» **ACTIVITY**
Only these lines of the data below are wanted: the one with "in group chats.", the one with "pub fn rule_set(&self)", and any lines between them, each repeated exactly.

» **RECORDS SUPPLIED**
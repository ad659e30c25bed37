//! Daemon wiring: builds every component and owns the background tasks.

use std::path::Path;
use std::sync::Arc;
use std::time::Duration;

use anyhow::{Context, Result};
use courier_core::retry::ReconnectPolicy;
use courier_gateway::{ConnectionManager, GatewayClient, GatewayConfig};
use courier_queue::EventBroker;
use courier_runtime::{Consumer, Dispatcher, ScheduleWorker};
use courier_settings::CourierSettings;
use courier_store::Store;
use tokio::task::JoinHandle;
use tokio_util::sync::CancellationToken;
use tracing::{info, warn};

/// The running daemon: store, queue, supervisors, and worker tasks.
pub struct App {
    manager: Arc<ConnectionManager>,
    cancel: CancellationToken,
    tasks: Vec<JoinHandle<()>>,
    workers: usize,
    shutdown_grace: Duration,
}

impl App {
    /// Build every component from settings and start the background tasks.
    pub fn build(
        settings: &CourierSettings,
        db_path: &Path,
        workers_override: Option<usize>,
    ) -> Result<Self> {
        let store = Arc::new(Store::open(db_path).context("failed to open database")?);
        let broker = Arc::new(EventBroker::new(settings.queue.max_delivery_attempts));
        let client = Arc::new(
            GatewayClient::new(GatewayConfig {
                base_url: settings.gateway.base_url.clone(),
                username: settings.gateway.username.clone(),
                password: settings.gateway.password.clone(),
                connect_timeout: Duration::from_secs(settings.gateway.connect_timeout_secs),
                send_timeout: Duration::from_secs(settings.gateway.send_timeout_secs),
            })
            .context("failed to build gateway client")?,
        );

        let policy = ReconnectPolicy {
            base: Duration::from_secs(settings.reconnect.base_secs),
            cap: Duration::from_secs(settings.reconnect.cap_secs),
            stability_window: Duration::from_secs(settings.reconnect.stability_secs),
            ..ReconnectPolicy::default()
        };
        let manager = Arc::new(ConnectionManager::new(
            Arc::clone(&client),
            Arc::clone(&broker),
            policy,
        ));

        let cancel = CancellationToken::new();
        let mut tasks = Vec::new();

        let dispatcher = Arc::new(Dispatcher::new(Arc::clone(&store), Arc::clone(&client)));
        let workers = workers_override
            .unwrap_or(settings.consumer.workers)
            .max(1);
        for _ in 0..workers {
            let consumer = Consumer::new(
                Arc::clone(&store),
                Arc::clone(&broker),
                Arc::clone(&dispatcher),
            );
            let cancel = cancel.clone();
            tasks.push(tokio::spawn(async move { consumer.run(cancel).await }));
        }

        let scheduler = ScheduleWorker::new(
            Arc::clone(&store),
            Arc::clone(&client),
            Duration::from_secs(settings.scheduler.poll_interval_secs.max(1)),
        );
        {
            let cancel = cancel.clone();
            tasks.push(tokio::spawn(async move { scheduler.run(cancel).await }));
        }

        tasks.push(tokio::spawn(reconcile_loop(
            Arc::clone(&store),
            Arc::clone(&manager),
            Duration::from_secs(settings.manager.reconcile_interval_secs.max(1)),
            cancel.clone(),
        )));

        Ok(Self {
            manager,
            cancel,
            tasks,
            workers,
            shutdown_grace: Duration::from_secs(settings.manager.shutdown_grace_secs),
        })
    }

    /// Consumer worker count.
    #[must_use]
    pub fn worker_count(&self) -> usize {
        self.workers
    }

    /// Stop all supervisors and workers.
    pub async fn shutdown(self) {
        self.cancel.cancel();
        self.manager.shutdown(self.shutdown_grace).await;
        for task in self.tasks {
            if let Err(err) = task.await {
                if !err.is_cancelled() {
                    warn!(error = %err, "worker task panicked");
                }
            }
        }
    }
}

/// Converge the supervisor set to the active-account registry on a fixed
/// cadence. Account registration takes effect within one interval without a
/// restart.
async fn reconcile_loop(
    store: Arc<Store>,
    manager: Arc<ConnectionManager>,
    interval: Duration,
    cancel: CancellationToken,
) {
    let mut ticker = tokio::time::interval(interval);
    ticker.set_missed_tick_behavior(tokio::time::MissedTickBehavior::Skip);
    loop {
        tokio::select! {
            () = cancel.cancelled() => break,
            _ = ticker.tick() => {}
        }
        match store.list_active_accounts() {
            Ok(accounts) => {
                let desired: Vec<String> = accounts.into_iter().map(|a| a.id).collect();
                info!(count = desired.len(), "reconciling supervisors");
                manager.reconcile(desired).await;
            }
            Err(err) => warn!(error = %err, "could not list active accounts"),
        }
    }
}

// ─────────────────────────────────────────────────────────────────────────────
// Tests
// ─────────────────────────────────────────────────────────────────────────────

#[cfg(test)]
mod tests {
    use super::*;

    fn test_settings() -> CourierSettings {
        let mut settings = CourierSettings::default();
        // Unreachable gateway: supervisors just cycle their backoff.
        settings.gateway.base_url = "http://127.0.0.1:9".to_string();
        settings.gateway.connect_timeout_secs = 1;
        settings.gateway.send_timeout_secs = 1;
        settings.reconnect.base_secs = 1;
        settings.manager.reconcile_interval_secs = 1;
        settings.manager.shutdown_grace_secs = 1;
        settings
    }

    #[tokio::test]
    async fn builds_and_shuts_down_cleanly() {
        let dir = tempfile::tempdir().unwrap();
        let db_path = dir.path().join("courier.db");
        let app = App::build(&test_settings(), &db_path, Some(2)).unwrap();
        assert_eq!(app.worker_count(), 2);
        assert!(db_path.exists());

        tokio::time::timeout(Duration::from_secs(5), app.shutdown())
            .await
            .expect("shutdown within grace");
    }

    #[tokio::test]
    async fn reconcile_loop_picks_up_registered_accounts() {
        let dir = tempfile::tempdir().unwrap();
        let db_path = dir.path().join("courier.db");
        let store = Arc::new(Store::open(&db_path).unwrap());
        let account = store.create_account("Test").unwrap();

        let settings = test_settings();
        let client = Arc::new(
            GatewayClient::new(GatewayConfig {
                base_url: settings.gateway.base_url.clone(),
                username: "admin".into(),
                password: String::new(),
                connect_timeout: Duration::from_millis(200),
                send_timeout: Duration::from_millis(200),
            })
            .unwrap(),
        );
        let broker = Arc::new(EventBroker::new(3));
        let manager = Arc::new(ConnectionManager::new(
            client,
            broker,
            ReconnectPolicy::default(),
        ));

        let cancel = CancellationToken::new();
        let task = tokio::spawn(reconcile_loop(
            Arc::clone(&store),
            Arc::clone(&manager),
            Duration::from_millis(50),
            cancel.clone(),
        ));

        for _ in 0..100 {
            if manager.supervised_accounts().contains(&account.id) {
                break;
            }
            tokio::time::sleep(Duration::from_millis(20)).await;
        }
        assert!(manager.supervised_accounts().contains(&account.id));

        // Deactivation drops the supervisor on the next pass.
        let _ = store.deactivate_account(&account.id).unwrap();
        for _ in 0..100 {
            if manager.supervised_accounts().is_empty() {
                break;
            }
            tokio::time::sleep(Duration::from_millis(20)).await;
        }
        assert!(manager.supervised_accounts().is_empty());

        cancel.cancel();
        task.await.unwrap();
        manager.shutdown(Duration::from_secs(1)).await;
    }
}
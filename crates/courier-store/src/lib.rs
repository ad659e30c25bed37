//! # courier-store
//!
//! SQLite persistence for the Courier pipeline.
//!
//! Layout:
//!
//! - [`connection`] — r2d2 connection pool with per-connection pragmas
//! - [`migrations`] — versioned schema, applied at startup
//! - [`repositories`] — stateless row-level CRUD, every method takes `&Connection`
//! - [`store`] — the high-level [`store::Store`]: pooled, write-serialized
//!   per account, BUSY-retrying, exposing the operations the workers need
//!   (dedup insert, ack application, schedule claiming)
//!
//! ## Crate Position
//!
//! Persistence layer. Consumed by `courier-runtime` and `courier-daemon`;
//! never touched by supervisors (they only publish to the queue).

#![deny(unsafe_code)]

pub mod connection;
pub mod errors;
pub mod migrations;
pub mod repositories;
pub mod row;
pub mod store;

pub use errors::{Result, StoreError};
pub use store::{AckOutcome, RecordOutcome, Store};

---

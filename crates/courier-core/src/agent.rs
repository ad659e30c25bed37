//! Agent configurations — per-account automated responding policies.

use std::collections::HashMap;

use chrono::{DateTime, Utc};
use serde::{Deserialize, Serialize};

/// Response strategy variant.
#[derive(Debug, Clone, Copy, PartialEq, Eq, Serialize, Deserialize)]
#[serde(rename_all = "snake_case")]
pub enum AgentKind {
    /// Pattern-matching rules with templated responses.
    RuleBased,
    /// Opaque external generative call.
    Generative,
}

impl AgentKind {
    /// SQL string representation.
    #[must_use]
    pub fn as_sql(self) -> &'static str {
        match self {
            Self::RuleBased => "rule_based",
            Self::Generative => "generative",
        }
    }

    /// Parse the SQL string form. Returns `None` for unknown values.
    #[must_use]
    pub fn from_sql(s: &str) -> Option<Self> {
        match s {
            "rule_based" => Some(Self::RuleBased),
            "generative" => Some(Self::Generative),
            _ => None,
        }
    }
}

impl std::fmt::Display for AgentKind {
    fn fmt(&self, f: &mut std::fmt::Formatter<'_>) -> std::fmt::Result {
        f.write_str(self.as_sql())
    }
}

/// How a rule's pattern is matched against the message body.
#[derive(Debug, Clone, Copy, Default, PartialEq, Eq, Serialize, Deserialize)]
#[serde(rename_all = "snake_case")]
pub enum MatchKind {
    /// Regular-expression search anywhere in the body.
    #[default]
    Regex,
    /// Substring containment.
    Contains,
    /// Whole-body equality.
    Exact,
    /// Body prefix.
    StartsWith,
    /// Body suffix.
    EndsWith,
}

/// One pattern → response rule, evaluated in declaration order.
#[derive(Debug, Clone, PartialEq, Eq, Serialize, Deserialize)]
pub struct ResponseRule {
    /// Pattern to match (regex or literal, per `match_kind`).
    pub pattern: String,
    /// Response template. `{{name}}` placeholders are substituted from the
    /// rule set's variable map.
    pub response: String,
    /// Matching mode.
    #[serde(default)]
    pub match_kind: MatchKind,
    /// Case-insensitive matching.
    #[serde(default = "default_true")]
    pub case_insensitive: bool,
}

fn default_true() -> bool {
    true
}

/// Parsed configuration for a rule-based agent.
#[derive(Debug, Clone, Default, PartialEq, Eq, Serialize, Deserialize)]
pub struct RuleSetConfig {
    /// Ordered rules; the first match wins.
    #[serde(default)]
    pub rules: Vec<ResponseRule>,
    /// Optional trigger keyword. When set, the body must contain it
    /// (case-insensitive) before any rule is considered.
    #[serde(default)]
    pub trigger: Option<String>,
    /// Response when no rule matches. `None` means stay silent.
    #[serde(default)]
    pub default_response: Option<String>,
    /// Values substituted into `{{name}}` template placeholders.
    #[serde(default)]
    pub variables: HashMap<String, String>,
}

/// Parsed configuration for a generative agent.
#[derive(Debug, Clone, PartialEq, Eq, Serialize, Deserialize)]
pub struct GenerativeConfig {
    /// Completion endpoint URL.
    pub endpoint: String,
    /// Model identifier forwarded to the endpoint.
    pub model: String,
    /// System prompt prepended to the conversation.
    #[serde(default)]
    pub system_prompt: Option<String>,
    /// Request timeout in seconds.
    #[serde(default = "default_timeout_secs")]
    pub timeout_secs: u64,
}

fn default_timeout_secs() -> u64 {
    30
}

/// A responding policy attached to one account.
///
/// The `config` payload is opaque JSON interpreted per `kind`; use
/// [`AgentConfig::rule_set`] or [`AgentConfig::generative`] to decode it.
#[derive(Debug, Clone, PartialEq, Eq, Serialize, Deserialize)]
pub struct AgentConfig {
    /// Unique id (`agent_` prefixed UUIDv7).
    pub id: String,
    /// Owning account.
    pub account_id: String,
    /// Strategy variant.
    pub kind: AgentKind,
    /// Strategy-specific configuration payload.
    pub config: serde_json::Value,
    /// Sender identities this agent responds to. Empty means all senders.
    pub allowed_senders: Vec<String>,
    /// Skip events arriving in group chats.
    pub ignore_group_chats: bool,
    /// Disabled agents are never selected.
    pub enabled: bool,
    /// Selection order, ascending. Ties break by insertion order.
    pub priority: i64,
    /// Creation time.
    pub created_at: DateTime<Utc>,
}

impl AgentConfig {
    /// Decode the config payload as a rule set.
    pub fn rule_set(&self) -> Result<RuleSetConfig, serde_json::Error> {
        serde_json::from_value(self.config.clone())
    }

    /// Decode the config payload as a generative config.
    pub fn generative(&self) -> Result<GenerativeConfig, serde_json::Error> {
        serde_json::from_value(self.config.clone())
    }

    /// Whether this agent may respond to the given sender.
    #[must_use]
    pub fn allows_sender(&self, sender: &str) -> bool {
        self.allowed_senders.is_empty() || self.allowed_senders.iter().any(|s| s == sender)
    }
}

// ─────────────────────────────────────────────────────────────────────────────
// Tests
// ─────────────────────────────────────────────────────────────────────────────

==

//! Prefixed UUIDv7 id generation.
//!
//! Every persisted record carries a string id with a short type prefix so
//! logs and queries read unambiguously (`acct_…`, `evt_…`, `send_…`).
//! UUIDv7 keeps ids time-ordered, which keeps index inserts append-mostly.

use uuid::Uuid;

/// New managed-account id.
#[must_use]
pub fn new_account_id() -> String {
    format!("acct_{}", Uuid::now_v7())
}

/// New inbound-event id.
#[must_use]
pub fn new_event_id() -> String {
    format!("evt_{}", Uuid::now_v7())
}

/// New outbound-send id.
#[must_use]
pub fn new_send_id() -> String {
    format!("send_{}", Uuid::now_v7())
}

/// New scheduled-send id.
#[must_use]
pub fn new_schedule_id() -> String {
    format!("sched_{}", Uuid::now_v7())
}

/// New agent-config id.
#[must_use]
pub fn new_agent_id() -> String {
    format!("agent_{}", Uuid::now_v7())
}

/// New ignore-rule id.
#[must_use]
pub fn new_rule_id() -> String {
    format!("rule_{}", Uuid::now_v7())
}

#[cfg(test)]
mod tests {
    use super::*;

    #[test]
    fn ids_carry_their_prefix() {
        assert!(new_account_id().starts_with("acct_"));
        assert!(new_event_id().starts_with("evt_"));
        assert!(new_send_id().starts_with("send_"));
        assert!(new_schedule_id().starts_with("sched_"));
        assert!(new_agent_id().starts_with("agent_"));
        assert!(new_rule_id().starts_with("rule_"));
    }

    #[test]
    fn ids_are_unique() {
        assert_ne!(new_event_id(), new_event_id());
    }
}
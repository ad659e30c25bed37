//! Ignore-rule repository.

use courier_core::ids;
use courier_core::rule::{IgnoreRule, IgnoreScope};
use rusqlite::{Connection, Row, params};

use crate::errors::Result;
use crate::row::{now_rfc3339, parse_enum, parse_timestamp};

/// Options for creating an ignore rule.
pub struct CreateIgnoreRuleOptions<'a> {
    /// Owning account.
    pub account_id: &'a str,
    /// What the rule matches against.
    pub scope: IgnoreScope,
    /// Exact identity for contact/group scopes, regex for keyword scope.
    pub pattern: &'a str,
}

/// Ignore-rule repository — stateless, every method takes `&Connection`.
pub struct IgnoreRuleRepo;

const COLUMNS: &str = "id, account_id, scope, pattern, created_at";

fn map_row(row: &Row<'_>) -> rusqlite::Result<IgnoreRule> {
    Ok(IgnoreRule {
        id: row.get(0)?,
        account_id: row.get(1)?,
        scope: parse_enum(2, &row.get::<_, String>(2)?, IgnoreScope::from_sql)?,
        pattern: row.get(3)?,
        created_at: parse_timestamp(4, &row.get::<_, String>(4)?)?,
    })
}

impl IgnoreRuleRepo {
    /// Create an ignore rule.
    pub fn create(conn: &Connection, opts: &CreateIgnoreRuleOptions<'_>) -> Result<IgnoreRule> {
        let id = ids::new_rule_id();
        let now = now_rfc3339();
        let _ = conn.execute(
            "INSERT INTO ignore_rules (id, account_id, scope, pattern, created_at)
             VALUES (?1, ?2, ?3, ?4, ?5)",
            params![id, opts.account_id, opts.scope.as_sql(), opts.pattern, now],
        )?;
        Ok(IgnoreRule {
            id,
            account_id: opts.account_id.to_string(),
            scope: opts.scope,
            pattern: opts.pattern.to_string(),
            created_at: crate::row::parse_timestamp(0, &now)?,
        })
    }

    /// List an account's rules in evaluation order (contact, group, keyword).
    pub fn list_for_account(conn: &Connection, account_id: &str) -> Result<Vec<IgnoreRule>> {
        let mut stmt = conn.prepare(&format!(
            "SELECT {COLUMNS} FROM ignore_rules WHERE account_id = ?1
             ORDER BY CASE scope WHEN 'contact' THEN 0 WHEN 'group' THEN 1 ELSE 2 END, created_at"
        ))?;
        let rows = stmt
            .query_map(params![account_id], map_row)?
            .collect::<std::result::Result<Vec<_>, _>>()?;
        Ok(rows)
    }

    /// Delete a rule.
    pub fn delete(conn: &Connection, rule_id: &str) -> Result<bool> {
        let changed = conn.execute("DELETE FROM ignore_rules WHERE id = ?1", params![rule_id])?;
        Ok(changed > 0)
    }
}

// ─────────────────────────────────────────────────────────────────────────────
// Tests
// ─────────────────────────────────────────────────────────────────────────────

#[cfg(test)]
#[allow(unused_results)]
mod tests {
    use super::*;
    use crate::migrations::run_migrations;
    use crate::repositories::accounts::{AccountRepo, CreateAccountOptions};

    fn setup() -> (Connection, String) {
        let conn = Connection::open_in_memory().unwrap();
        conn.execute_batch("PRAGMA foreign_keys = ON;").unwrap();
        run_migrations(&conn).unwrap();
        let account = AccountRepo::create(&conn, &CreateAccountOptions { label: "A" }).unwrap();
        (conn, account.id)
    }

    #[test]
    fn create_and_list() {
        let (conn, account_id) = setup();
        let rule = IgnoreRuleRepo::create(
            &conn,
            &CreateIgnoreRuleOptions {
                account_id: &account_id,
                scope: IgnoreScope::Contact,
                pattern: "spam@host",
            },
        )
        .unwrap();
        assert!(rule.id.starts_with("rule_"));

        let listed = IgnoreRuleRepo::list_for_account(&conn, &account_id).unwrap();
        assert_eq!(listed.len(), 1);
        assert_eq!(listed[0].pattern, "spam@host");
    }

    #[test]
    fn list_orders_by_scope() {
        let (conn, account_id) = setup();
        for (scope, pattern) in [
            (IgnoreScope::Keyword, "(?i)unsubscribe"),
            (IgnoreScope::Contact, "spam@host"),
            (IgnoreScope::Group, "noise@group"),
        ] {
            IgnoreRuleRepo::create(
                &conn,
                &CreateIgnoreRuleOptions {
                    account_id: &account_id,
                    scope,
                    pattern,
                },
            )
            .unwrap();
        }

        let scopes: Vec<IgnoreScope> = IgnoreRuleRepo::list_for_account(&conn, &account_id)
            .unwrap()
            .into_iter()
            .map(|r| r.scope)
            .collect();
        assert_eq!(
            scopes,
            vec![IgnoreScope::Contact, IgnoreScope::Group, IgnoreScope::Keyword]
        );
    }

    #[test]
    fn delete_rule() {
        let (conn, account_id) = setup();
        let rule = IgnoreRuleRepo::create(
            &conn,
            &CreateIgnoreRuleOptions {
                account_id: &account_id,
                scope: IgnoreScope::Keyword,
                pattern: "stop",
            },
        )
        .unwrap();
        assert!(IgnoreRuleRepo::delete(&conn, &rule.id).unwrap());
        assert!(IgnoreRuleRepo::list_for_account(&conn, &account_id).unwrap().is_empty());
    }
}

» **RESULT OF THIS TASK**
    /// Skip events arriving in group chats.
    pub ignore_group_chats: bool,
    /// Disabled agents are never selected.
    pub enabled: bool,
    /// Selection order, ascending. Ties break by insertion order.
    pub priority: i64,
    /// Creation time.
    pub created_at: DateTime<Utc>,
}

impl AgentConfig {
    /// Decode the config payload as a rule set.
    pub fn rule_set(&self) -> Result<RuleSetConfig, serde_json::Error> {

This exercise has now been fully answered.